Set down the entries once more exactly as they were written.

::: RECORDS FOR THE TASK :::

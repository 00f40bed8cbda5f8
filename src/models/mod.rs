// 基本的なデータ型と数学ユーティリティ
pub mod common;
pub mod error;

// 物理定数と砲の構成
pub mod physics;
pub mod cannon;

// 飛翔モデルのインターフェース（trait）定義
pub mod traits;

// 弾道・探索・照準の実装
pub mod trajectory;
pub mod flight;
pub mod angle_search;
pub mod yaw;
pub mod report;

// 便利な re-export
pub use common::*;
pub use error::ModelError;
pub use physics::PhysicsParams;
pub use cannon::{CannonConfig, CannonType, MuzzleVelocity, PitchRange, VelocityUnit};
pub use traits::*;
pub use flight::{AimPoint, ClosedFormModel, TickSimulationModel, TimeOfFlightStrategy};
pub use angle_search::find_angles;
pub use yaw::resolve_yaw_code;
pub use report::Report;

:::

▶ **ANSWER TO THE EXERCISE**:
repository 00f40bed8cbda5f8
filename src/models/mod.rs
// 基本的なデータ型と数学ユーティリティ
pub mod common;
pub mod error;

// 物理定数と砲の構成
pub mod physics;
pub mod cannon;

// 飛翔モデルのインターフェース（trait）定義
pub mod traits;

// 弾道・探索・照準の実装
pub mod trajectory;
pub mod flight;
pub mod angle_search;
pub mod yaw;
pub mod report;

// 便利な re-export
pub use common::*;
pub use error::ModelError;
pub use physics::PhysicsParams;
pub use cannon::{CannonConfig, CannonType, MuzzleVelocity, PitchRange, VelocityUnit};
pub use traits::*;
pub use flight::{AimPoint, ClosedFormModel, TickSimulationModel, TimeOfFlightStrategy};
pub use angle_search::find_angles;
pub use yaw::resolve_yaw_code;
pub use report::Report;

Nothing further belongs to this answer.